O governador interino do Rio de Janeiro é Ricardo Couto, presidente do Tribunal de Justiça. Aos 61 anos, ele ocupa a cadeira por vacância na linha de sucessão, sem ter disputado eleições, em meio a um xadrez político atípico no Guanabara.
A manobra envolve o grupo de Cláudio Castro (PL), ex-governador, que deixou o vice Thiago Pampolha no Tribunal de Contas para abrir espaço a Rodrigo Bacellar, ex-presidente da Alerj, afastado e preso por suspeitas de corrupção e ligação com o crime organizado.
Couto assumiu com a expectativa de transferir o poder, mas o impasse na sucessão deve se prolongar. A gestão tem se pautado por cortes de gastos e por uma suposta “moralização” da administração, com mudanças de quadros e funções.

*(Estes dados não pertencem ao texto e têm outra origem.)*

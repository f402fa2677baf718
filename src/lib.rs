//! This crate renders arbitrarily large terrains at a continuously adapted
//! level of detail, from a single flat sheet up to whole planets assembled
//! from six curved sheets, without cracks between regions of different
//! detail and without stalling the frame while detail changes.
//!
//! # Background
//! Each terrain sheet subdivides its area with a quadtree of tiles. Once per
//! cycle the [`lod_updater`] picks one sheet and rebuilds its tree towards
//! the density required by the [`lod_strategy`]: tiles too coarse divide
//! (most urgent first, within a per cycle budget), tiles too fine merge
//! back after a debounce. The rebuild happens against suspended tree events,
//! so the displayed tile set stays stable; only when the data source, the
//! tessellator and every tile report ready is the new LOD applied in one
//! step. A sheet therefore never shows a half built mesh.
//!
//! Cracks between tiles of different detail are closed by the
//! [`tessellator`]: all tiles share one regular vertex grid, and a cached
//! index buffer per edge configuration collapses the finer edge rows into
//! fans that line up exactly with a coarser neighbor. Neighbor depths are
//! found through the [`quad_tree`]'s cross tree navigation, which also works
//! across sheet borders, so a planet's six faces stitch seamlessly.
//!
//! The [`curvature`] model bends flat sheet positions onto a sphere through
//! a precomputed lookup table, with a degenerate exact flat mode. Engine
//! concerns stay behind small traits: the terrain [`data_source`], the
//! [`material`] factory, the GPU buffer allocator in [`resources`] and the
//! background [`tasks`] used by the time sliced visibility pass.

pub mod curvature;
pub mod data_source;
pub mod lod_strategy;
pub mod lod_updater;
pub mod material;
pub mod math;
pub mod planet;
pub mod plugin;
pub mod quad_tree;
pub mod resources;
pub mod settings;
pub mod tasks;
pub mod terrain;
pub mod tessellator;
pub mod tile;
pub mod tile_tree;
pub mod viewer;

mod visibility;

pub mod prelude {
    #[doc(hidden)]
    pub use crate::{
        curvature::SheetCurvature,
        data_source::{TerrainDataSource, TileData},
        lod_strategy::{DistanceLod, HeightDensityModifier, LodStrategy},
        lod_updater::TerrainLodUpdater,
        material::{MaterialFactory, TileMaterial},
        math::{DAabb3, SheetRect},
        planet::{spawn_planet, Planet, PlanetParams},
        plugin::TerrainLodPlugin,
        quad_tree::{QuadTree, Side},
        resources::{ResourceAllocator, TerrainResources},
        settings::TerrainSettings,
        tasks::{InlineTasks, TaskScheduler, TerrainTasks, ThreadPoolTasks},
        terrain::{
            spawn_terrain_sheet, SheetCurvatureParams, TerrainSheet, TerrainSheetParams,
        },
        tessellator::EdgeTessellation,
        tile_tree::{TerrainComponents, TileTree},
        viewer::{CullingVolume, SphereVolume, TerrainViewer},
    };
}
use crate::quad_tree::Side;
use bevy::math::DVec3;

/// Per face right vectors of the terrain cube, indexed +X, -X, +Y, -Y, +Z, -Z.
pub const FACE_RIGHT: [DVec3; 6] = [
    DVec3::new(0.0, 0.0, -1.0),
    DVec3::new(0.0, 0.0, 1.0),
    DVec3::new(1.0, 0.0, 0.0),
    DVec3::new(1.0, 0.0, 0.0),
    DVec3::new(1.0, 0.0, 0.0),
    DVec3::new(-1.0, 0.0, 0.0),
];

/// Per face up vectors of the terrain cube.
pub const FACE_UP: [DVec3; 6] = [
    DVec3::new(0.0, 1.0, 0.0),
    DVec3::new(0.0, 1.0, 0.0),
    DVec3::new(0.0, 0.0, -1.0),
    DVec3::new(0.0, 0.0, 1.0),
    DVec3::new(0.0, 1.0, 0.0),
    DVec3::new(0.0, 1.0, 0.0),
];

/// Per face outward normals of the terrain cube.
pub const FACE_NORMAL: [DVec3; 6] = [
    DVec3::new(1.0, 0.0, 0.0),
    DVec3::new(-1.0, 0.0, 0.0),
    DVec3::new(0.0, 1.0, 0.0),
    DVec3::new(0.0, -1.0, 0.0),
    DVec3::new(0.0, 0.0, 1.0),
    DVec3::new(0.0, 0.0, -1.0),
];

/// The neighboring face across one side of a cube face, together with the
/// side of the neighbor that touches it and whether the edge coordinates run
/// in opposite directions.
///
/// A sheet's quadtree sides map onto its area as left = -x axis,
/// right = +x axis, top = -y axis and bottom = +y axis.
pub fn face_adjacency(face: usize, side: Side) -> (usize, Side, bool) {
    let towards = match side {
        Side::Top => -FACE_UP[face],
        Side::Bottom => FACE_UP[face],
        Side::Left => -FACE_RIGHT[face],
        Side::Right => FACE_RIGHT[face],
    };

    let adjacent = FACE_NORMAL
        .iter()
        .position(|&normal| normal == towards)
        .expect("cube face axes are closed under adjacency");

    // the direction along the shared edge, seen from this face
    let edge_direction = match side {
        Side::Top | Side::Bottom => FACE_RIGHT[face],
        Side::Left | Side::Right => FACE_UP[face],
    };

    let adjacent_side = if FACE_UP[adjacent] == FACE_NORMAL[face] {
        Side::Bottom
    } else if -FACE_UP[adjacent] == FACE_NORMAL[face] {
        Side::Top
    } else if FACE_RIGHT[adjacent] == FACE_NORMAL[face] {
        Side::Right
    } else {
        Side::Left
    };

    let adjacent_edge_direction = match adjacent_side {
        Side::Top | Side::Bottom => FACE_RIGHT[adjacent],
        Side::Left | Side::Right => FACE_UP[adjacent],
    };

    (adjacent, adjacent_side, adjacent_edge_direction != edge_direction)
}

#[cfg(test)]
mod tests {
    use super::*;
    use itertools::iproduct;

    #[test]
    fn face_axes_are_orthonormal() {
        for face in 0..6 {
            assert_eq!(FACE_RIGHT[face].cross(FACE_UP[face]), FACE_NORMAL[face]);
            assert_eq!(FACE_RIGHT[face].length(), 1.0);
            assert_eq!(FACE_UP[face].length(), 1.0);
        }
    }

    #[test]
    fn adjacency_is_symmetric() {
        for (face, side) in iproduct!(0..6, Side::ALL) {
            let (adjacent, adjacent_side, flipped) = face_adjacency(face, side);

            assert_ne!(adjacent, face);

            let (back, back_side, back_flipped) = face_adjacency(adjacent, adjacent_side);
            assert_eq!(back, face);
            assert_eq!(back_side, side);
            assert_eq!(back_flipped, flipped);
        }
    }

    #[test]
    fn every_face_touches_four_distinct_faces() {
        for face in 0..6 {
            let mut neighbors: Vec<usize> = Side::ALL
                .iter()
                .map(|&side| face_adjacency(face, side).0)
                .collect();
            neighbors.sort_unstable();
            neighbors.dedup();

            assert_eq!(neighbors.len(), 4);
        }
    }
}
use anyhow::Context;
use serde::{Deserialize, Serialize};
use std::{fs, path::Path};

/// Tunables of the terrain LOD scheduler.
#[derive(Clone, Debug, PartialEq, Serialize, Deserialize)]
#[serde(default)]
pub struct TerrainSettings {
    /// How many update cycles an over-detailed tile must qualify for before
    /// its LOD is decreased. Higher values avoid flickering at LOD
    /// boundaries at the cost of responsiveness.
    pub lod_up_delay: u32,
    /// The visibility pass processes `leaf_count / visibility_slices` tiles
    /// per cycle, bounding the per frame cost on large trees.
    pub visibility_slices: u32,
}

impl Default for TerrainSettings {
    fn default() -> Self {
        Self {
            lod_up_delay: 2,
            visibility_slices: 6,
        }
    }
}

impl TerrainSettings {
    pub fn from_ron_str(text: &str) -> anyhow::Result<Self> {
        ron::from_str(text).context("failed to parse terrain settings")
    }

    pub fn from_ron_file(path: impl AsRef<Path>) -> anyhow::Result<Self> {
        let path = path.as_ref();
        let text = fs::read_to_string(path)
            .with_context(|| format!("failed to read terrain settings from {path:?}"))?;

        Self::from_ron_str(&text)
    }
}

#[cfg(test)]
mod tests {
    use super::*;

    #[test]
    fn partial_settings_fall_back_to_defaults() {
        let settings = TerrainSettings::from_ron_str("(lod_up_delay: 5)").unwrap();

        assert_eq!(settings.lod_up_delay, 5);
        assert_eq!(settings.visibility_slices, TerrainSettings::default().visibility_slices);
    }

    #[test]
    fn invalid_settings_report_an_error() {
        assert!(TerrainSettings::from_ron_str("(lod_up_delay: [])").is_err());
    }
}
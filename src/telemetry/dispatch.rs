//! Dispatch span helpers.

use tracing::Span;

use crate::model::notification::{NotificationId, NotificationStatus};
use crate::model::worker::WorkerId;

/// Start a span covering one run of the dispatch workflow.
pub fn start_dispatch_span(notification_id: NotificationId) -> Span {
    tracing::info_span!(
        "notification.dispatch",
        "notification.id" = %notification_id,
        "notification.status" = tracing::field::Empty,
        "worker.id" = tracing::field::Empty,
    )
}

/// Record a status transition on the span and in the transition counter.
pub fn record_status_transition(span: &Span, from: NotificationStatus, to: NotificationStatus) {
    span.record("notification.status", to.as_str());
    span.in_scope(|| {
        tracing::info!(from = %from, to = %to, "status_transition");
    });
    super::metrics::status_transitions().add(
        1,
        &[
            opentelemetry::KeyValue::new("from", from.as_str()),
            opentelemetry::KeyValue::new("to", to.as_str()),
        ],
    );
}

/// Mark the worker that accepted the notification.
pub fn record_accepting_worker(span: &Span, worker_id: WorkerId) {
    span.record("worker.id", tracing::field::display(worker_id));
}
//! Recording fakes for the broker ports.
//!
//! Every fake appends to a shared journal so tests can assert the exact
//! order of collaborator calls.

#![allow(dead_code)]

use std::collections::HashMap;
use std::sync::{Arc, Mutex};

use async_trait::async_trait;
use chrono::{Duration, Utc};
use sl_broker::error::{Error, Result};
use sl_broker::model::message::Message;
use sl_broker::model::notification::{
    Notification, NotificationId, NotificationStatus, Recipient,
};
use sl_broker::model::worker::{Worker, WorkerId, WorkerStatus};
use sl_broker::ports::{MessageBus, NotificationRepository, WorkerInterface, WorkerRepository};
use uuid::Uuid;

#[derive(Debug, Clone, PartialEq, Eq)]
pub enum Call {
    Insert(NotificationId),
    Update(NotificationId, NotificationStatus),
    GetAllWorkers,
    Deliver(WorkerId),
    Publish(String),
}

#[derive(Clone, Default)]
pub struct Journal(Arc<Mutex<Vec<Call>>>);

impl Journal {
    pub fn push(&self, call: Call) {
        self.0.lock().unwrap().push(call);
    }

    pub fn calls(&self) -> Vec<Call> {
        self.0.lock().unwrap().clone()
    }

    pub fn updates(&self) -> Vec<NotificationStatus> {
        self.calls()
            .into_iter()
            .filter_map(|c| match c {
                Call::Update(_, status) => Some(status),
                _ => None,
            })
            .collect()
    }

    pub fn deliveries(&self) -> Vec<WorkerId> {
        self.calls()
            .into_iter()
            .filter_map(|c| match c {
                Call::Deliver(id) => Some(id),
                _ => None,
            })
            .collect()
    }
}

// ---------------------------------------------------------------------------
// Fixtures
// ---------------------------------------------------------------------------

pub fn recipient() -> Recipient {
    Recipient::new("slusername", Uuid::new_v4())
}

pub fn pending_notification() -> Notification {
    Notification::new(recipient(), "This is a custom message")
}

/// A pending notification whose timestamps lie an hour in the past, so any
/// transition visibly moves `updated_at`.
pub fn aged_notification() -> Notification {
    let created_at = now_micros() - Duration::hours(1);
    Notification::restore(
        NotificationId::new(),
        recipient(),
        "This is a notification message.",
        NotificationStatus::Pending,
        created_at,
        created_at,
    )
}

pub fn online_worker(url: &str) -> Worker {
    Worker::new(WorkerId::new(), WorkerStatus::Online, url)
}

fn now_micros() -> chrono::DateTime<Utc> {
    use chrono::SubsecRound;
    Utc::now().trunc_subsecs(6)
}

// ---------------------------------------------------------------------------
// Notification repository
// ---------------------------------------------------------------------------

pub struct FakeNotifications {
    journal: Journal,
    fail_insert: bool,
    fail_update: bool,
}

impl FakeNotifications {
    pub fn new(journal: &Journal) -> Self {
        Self {
            journal: journal.clone(),
            fail_insert: false,
            fail_update: false,
        }
    }

    pub fn failing_insert(mut self) -> Self {
        self.fail_insert = true;
        self
    }

    pub fn failing_update(mut self) -> Self {
        self.fail_update = true;
        self
    }
}

#[async_trait]
impl NotificationRepository for FakeNotifications {
    async fn insert(&self, notification: &Notification) -> Result<()> {
        self.journal.push(Call::Insert(notification.id()));
        if self.fail_insert {
            return Err(Error::Other("insert failed".to_string()));
        }
        Ok(())
    }

    async fn update(&self, notification: &Notification) -> Result<()> {
        self.journal
            .push(Call::Update(notification.id(), notification.status()));
        if self.fail_update {
            return Err(Error::Other("update failed".to_string()));
        }
        Ok(())
    }
}

// ---------------------------------------------------------------------------
// Worker repository
// ---------------------------------------------------------------------------

pub struct FakeWorkers {
    journal: Journal,
    workers: Vec<Worker>,
    fail: bool,
}

impl FakeWorkers {
    pub fn new(journal: &Journal, workers: Vec<Worker>) -> Self {
        Self {
            journal: journal.clone(),
            workers,
            fail: false,
        }
    }

    pub fn failing(mut self) -> Self {
        self.fail = true;
        self
    }
}

#[async_trait]
impl WorkerRepository for FakeWorkers {
    async fn get_all(&self) -> Result<Vec<Worker>> {
        self.journal.push(Call::GetAllWorkers);
        if self.fail {
            return Err(Error::Other("worker registry unreachable".to_string()));
        }
        Ok(self.workers.clone())
    }
}

// ---------------------------------------------------------------------------
// Worker interface
// ---------------------------------------------------------------------------

#[derive(Debug, Clone, Copy)]
pub enum Reply {
    Accept,
    Refuse,
    /// A failure that is not a communication failure.
    Crash,
}

pub struct ScriptedInterface {
    journal: Journal,
    replies: HashMap<WorkerId, Reply>,
    default: Reply,
    seen: Mutex<Vec<Notification>>,
}

impl ScriptedInterface {
    pub fn new(journal: &Journal, default: Reply) -> Self {
        Self {
            journal: journal.clone(),
            replies: HashMap::new(),
            default,
            seen: Mutex::new(Vec::new()),
        }
    }

    pub fn reply(mut self, worker: &Worker, reply: Reply) -> Self {
        self.replies.insert(worker.id(), reply);
        self
    }

    /// Notifications as they were handed to workers.
    pub fn seen(&self) -> Vec<Notification> {
        self.seen.lock().unwrap().clone()
    }
}

#[async_trait]
impl WorkerInterface for ScriptedInterface {
    async fn deliver(&self, worker: &Worker, notification: &Notification) -> Result<()> {
        self.journal.push(Call::Deliver(worker.id()));
        self.seen.lock().unwrap().push(notification.clone());
        match self.replies.get(&worker.id()).copied().unwrap_or(self.default) {
            Reply::Accept => Ok(()),
            Reply::Refuse => Err(Error::WorkerCommunication(format!(
                "worker {} unreachable",
                worker.id()
            ))),
            Reply::Crash => Err(Error::Other("transport exploded".to_string())),
        }
    }
}

// ---------------------------------------------------------------------------
// Message bus
// ---------------------------------------------------------------------------

pub struct FakeBus {
    journal: Journal,
    fail: bool,
    published: Mutex<Vec<Message>>,
}

impl FakeBus {
    pub fn new(journal: &Journal) -> Self {
        Self {
            journal: journal.clone(),
            fail: false,
            published: Mutex::new(Vec::new()),
        }
    }

    pub fn failing(mut self) -> Self {
        self.fail = true;
        self
    }

    pub fn published(&self) -> Vec<Message> {
        self.published.lock().unwrap().clone()
    }
}

#[async_trait]
impl MessageBus for FakeBus {
    async fn publish(&self, message: &Message) -> Result<()> {
        self.journal.push(Call::Publish(message.name().to_string()));
        if self.fail {
            return Err(Error::Other("bus unavailable".to_string()));
        }
        self.published.lock().unwrap().push(message.clone());
        Ok(())
    }
}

Durante sua gestão, Couto demitiu ou afastou 2.538 servidores, incluindo sete secretários. Nomeou maioria da Procuradoria-Geral do Estado, criando críticas sobre a concentração de poder jurídico na equipe.
Cenário atual e desdobramentos
A permanência de Couto depende de decisões do TSE e do STF sobre novas Eleições no Rio, diretas ou indiretas. A pauta envolve também Douglas Ruas, presidente da Alerj, pré-candidato, que busca ocupar o Guanabara antes do pleito.
Ruas reivindica o uso da máquina do Estado; restam recursos para que o STF indefira ou mantenha a condição de interino. O debate envolve ainda a viabilidade de um pleito suplementar até o prazo de 21 de junho, considerado curto.
No tabuleiro político, aliados como Eduardo Paes (PSD) avaliam o cenário com cautela. Ruas busca apoio no Congresso para destravar a situação, enquanto Couto segue com ajustes na estrutura estadual e no policiamento. O Rio aguarda desfecho.